Nonlinear Spatial Filtering For Multichannel Speech Enhancement In Inhomogeneous Noise Fields
Kristina Tesch, Timo Gerkmann
-
SPS
IEEE Members: $11.00
Non-members: $15.00Length: 13:48
A common processing pipeline for multichannel speech enhancement is to combine a linear spatial filter with a single-channel postfilter. In fact, it can be shown that such a combination is optimal in the minimum mean square error (MMSE) sense if the noise follows a multivariate Gaussian distribution. However, for non-Gaussian noise, this serial concatenation is generally suboptimal and may thus also lead to suboptimal results. For instance, in our previous work, we showed that a joint spatial-spectral nonlinear estimator achieves a performance gain of 2.6 dB segmental signal-to-noise ratio (SNR) improvement for heavy-tailed large-kurtosis multivariate noise compared to the traditional combination of a linear spatial beamformer and a postfilter.
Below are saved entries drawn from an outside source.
//! Two-tier key/value storage shared by the session manager and the provider
//!
//! `MemoryStore` backs the ephemeral tier (lost when the process exits).
//! `FileStore` backs the durable tier: a JSON object persisted with an atomic
//! temp-file + rename on every write. A tokio Mutex serializes concurrent
//! writers (renewal task, request handlers) on the same file.
//!
//! Keys are namespaced by owner (`session.` for the session token cache,
//! `oidc.` for the OAuth provider) so a full reset can sweep one owner's keys.

use std::collections::HashMap;
use std::path::{Path, PathBuf};
use std::sync::Arc;

use tokio::sync::Mutex;
use tracing::{debug, info};

use crate::BoxFuture;
use crate::error::StorageError;
use crate::types::CacheTier;

type StorageResult<T> = std::result::Result<T, StorageError>;

/// A string-keyed, string-valued store.
pub trait KeyValueStore: Send + Sync {
    fn get<'a>(&'a self, key: &'a str) -> BoxFuture<'a, StorageResult<Option<String>>>;

    fn set<'a>(&'a self, key: &'a str, value: String) -> BoxFuture<'a, StorageResult<()>>;

    /// Returns whether the key existed.
    fn remove<'a>(&'a self, key: &'a str) -> BoxFuture<'a, StorageResult<bool>>;

    fn keys(&self) -> BoxFuture<'_, StorageResult<Vec<String>>>;
}

/// In-memory store for the ephemeral tier.
#[derive(Default)]
pub struct MemoryStore {
    entries: Mutex<HashMap<String, String>>,
}

impl MemoryStore {
    pub fn new() -> Self {
        Self::default()
    }
}

impl KeyValueStore for MemoryStore {
    fn get<'a>(&'a self, key: &'a str) -> BoxFuture<'a, StorageResult<Option<String>>> {
        Box::pin(async move { Ok(self.entries.lock().await.get(key).cloned()) })
    }

    fn set<'a>(&'a self, key: &'a str, value: String) -> BoxFuture<'a, StorageResult<()>> {
        Box::pin(async move {
            self.entries.lock().await.insert(key.to_string(), value);
            Ok(())
        })
    }

    fn remove<'a>(&'a self, key: &'a str) -> BoxFuture<'a, StorageResult<bool>> {
        Box::pin(async move { Ok(self.entries.lock().await.remove(key).is_some()) })
    }

    fn keys(&self) -> BoxFuture<'_, StorageResult<Vec<String>>> {
        Box::pin(async move { Ok(self.entries.lock().await.keys().cloned().collect()) })
    }
}

/// File-backed store for the durable tier.
///
/// The file is the single source of truth on startup; afterwards the
/// in-memory map is authoritative and every mutation is persisted.
pub struct FileStore {
    path: PathBuf,
    entries: Mutex<HashMap<String, String>>,
}

impl FileStore {
    /// Load entries from `path`, creating an empty `{}` file on cold start.
    pub async fn load(path: PathBuf) -> StorageResult<Self> {
        let entries = if path.exists() {
            let contents = tokio::fs::read_to_string(&path)
                .await
                .map_err(|e| StorageError::Io(format!("reading store file: {e}")))?;
            let entries: HashMap<String, String> = serde_json::from_str(&contents)
                .map_err(|e| StorageError::Parse(format!("parsing store file: {e}")))?;
            info!(path = %path.display(), entries = entries.len(), "loaded durable store");
            entries
        } else {
            info!(path = %path.display(), "store file not found, starting empty");
            let entries = HashMap::new();
            write_atomic(&path, &entries).await?;
            entries
        };

        Ok(Self {
            path,
            entries: Mutex::new(entries),
        })
    }

    pub fn path(&self) -> &Path {
        &self.path
    }
}

impl KeyValueStore for FileStore {
    fn get<'a>(&'a self, key: &'a str) -> BoxFuture<'a, StorageResult<Option<String>>> {
        Box::pin(async move { Ok(self.entries.lock().await.get(key).cloned()) })
    }

    fn set<'a>(&'a self, key: &'a str, value: String) -> BoxFuture<'a, StorageResult<()>> {
        Box::pin(async move {
            let mut entries = self.entries.lock().await;
            entries.insert(key.to_string(), value);
            debug!(key, "stored durable entry");
            write_atomic(&self.path, &entries).await
        })
    }

    fn remove<'a>(&'a self, key: &'a str) -> BoxFuture<'a, StorageResult<bool>> {
        Box::pin(async move {
            let mut entries = self.entries.lock().await;
            if entries.remove(key).is_none() {
                return Ok(false);
            }
            debug!(key, "removed durable entry");
            write_atomic(&self.path, &entries).await?;
            Ok(true)
        })
    }

    fn keys(&self) -> BoxFuture<'_, StorageResult<Vec<String>>> {
        Box::pin(async move { Ok(self.entries.lock().await.keys().cloned().collect()) })
    }
}

/// Write the store atomically: temp file in the same directory, 0600
/// permissions (entries include refresh tokens), then rename over the target.
async fn write_atomic(path: &Path, data: &HashMap<String, String>) -> StorageResult<()> {
    let json = serde_json::to_string_pretty(data)
        .map_err(|e| StorageError::Parse(format!("serializing store: {e}")))?;

    let dir = path
        .parent()
        .ok_or_else(|| StorageError::Io("store path has no parent directory".into()))?;

    let tmp_path = dir.join(format!(".session-store.tmp.{}", std::process::id()));

    tokio::fs::write(&tmp_path, json.as_bytes())
        .await
        .map_err(|e| StorageError::Io(format!("writing temp store file: {e}")))?;

    #[cfg(unix)]
    {
        use std::os::unix::fs::PermissionsExt;
        let perms = std::fs::Permissions::from_mode(0o600);
        tokio::fs::set_permissions(&tmp_path, perms)
            .await
            .map_err(|e| StorageError::Io(format!("setting store file permissions: {e}")))?;
    }

    tokio::fs::rename(&tmp_path, path)
        .await
        .map_err(|e| StorageError::Io(format!("renaming temp store file: {e}")))?;

    debug!(path = %path.display(), "persisted durable store");
    Ok(())
}

/// The ephemeral and durable tiers, shared between the session manager and
/// the provider.
#[derive(Clone)]
pub struct StorageTiers {
    pub ephemeral: Arc<dyn KeyValueStore>,
    pub durable: Arc<dyn KeyValueStore>,
}

impl StorageTiers {
    pub fn new(ephemeral: Arc<dyn KeyValueStore>, durable: Arc<dyn KeyValueStore>) -> Self {
        Self { ephemeral, durable }
    }

    /// Both tiers in memory. Used by tests and hosts without a durable tier.
    pub fn in_memory() -> Self {
        Self::new(Arc::new(MemoryStore::new()), Arc::new(MemoryStore::new()))
    }

    pub fn tier(&self, tier: CacheTier) -> &Arc<dyn KeyValueStore> {
        match tier {
            CacheTier::Ephemeral => &self.ephemeral,
            CacheTier::Durable => &self.durable,
        }
    }

    /// Remove every key starting with `prefix` from both tiers.
    /// Returns the number of entries removed.
    pub async fn sweep(&self, prefix: &str) -> StorageResult<usize> {
        let mut removed = 0;
        for store in [&self.ephemeral, &self.durable] {
            for key in store.keys().await? {
                if key.starts_with(prefix) && store.remove(&key).await? {
                    removed += 1;
                }
            }
        }
        if removed > 0 {
            debug!(prefix, removed, "swept storage namespace");
        }
        Ok(removed)
    }
}

#[cfg(test)]
mod tests {
    use super::*;

    #[tokio::test]
    async fn file_store_roundtrip_across_loads() {
        let dir = tempfile::tempdir().unwrap();
        let path = dir.path().join("store.json");

        let store = FileStore::load(path.clone()).await.unwrap();
        store
            .set("oidc.account.a", r#"{"id":"a"}"#.into())
            .await
            .unwrap();

        let reloaded = FileStore::load(path).await.unwrap();
        assert_eq!(
            reloaded.get("oidc.account.a").await.unwrap().as_deref(),
            Some(r#"{"id":"a"}"#)
        );
    }

    #[tokio::test]
    async fn cold_start_creates_empty_file() {
        let dir = tempfile::tempdir().unwrap();
        let path = dir.path().join("store.json");

        assert!(!path.exists());
        let store = FileStore::load(path.clone()).await.unwrap();
        assert!(store.keys().await.unwrap().is_empty());

        let contents = tokio::fs::read_to_string(&path).await.unwrap();
        let parsed: HashMap<String, String> = serde_json::from_str(&contents).unwrap();
        assert!(parsed.is_empty());
    }

    #[tokio::test]
    async fn corrupt_file_is_a_parse_error() {
        let dir = tempfile::tempdir().unwrap();
        let path = dir.path().join("store.json");
        tokio::fs::write(&path, "not json").await.unwrap();

        let result = FileStore::load(path).await;
        assert!(matches!(result, Err(StorageError::Parse(_))));
    }

    #[tokio::test]
    async fn remove_reports_presence() {
        let store = MemoryStore::new();
        store.set("k", "v".into()).await.unwrap();
        assert!(store.remove("k").await.unwrap());
        assert!(!store.remove("k").await.unwrap());
    }

    #[cfg(unix)]
    #[tokio::test]
    async fn file_permissions_are_0600() {
        use std::os::unix::fs::PermissionsExt;

        let dir = tempfile::tempdir().unwrap();
        let path = dir.path().join("store.json");
        let store = FileStore::load(path.clone()).await.unwrap();
        store.set("session.token", "{}".into()).await.unwrap();

        let mode = tokio::fs::metadata(&path).await.unwrap().permissions().mode() & 0o777;
        assert_eq!(mode, 0o600, "store file must be 0600, got {mode:o}");
    }

    #[tokio::test]
    async fn sweep_removes_prefix_from_both_tiers_only() {
        let tiers = StorageTiers::in_memory();
        tiers.ephemeral.set("oidc.interaction", "1".into()).await.unwrap();
        tiers.durable.set("oidc.account.a", "{}".into()).await.unwrap();
        tiers.durable.set("app.theme", "dark".into()).await.unwrap();

        let removed = tiers.sweep("oidc.").await.unwrap();
        assert_eq!(removed, 2);
        assert!(tiers.ephemeral.keys().await.unwrap().is_empty());
        assert_eq!(tiers.durable.keys().await.unwrap(), vec!["app.theme"]);

        assert_eq!(tiers.sweep("oidc.").await.unwrap(), 0);
    }

    #[tokio::test]
    async fn concurrent_writes_dont_corrupt() {
        let dir = tempfile::tempdir().unwrap();
        let path = dir.path().join("store.json");
        let store = Arc::new(FileStore::load(path.clone()).await.unwrap());

        let mut handles = vec![];
        for i in 0..10 {
            let store = store.clone();
            handles.push(tokio::spawn(async move {
                store.set(&format!("k{i}"), i.to_string()).await.unwrap();
            }));
        }
        for h in handles {
            h.await.unwrap();
        }

        let contents = tokio::fs::read_to_string(&path).await.unwrap();
        let parsed: HashMap<String, String> = serde_json::from_str(&contents).unwrap();
        assert_eq!(parsed.len(), 10);
    }
}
In this paper, we show that a joint spatial-spectral nonlinear filter is not only advantageous for noise distributions that are significantly more heavy-tailed than a Gaussian but also for distributions that model inhomogeneous noise fields while having rather low kurtosis. In experiments with artificially created noise we measure a gain of 1 dB for inhomogenous noise with low kurtosis and up to 2 dB for inhomogeneous noise fields with moderate kurtosis.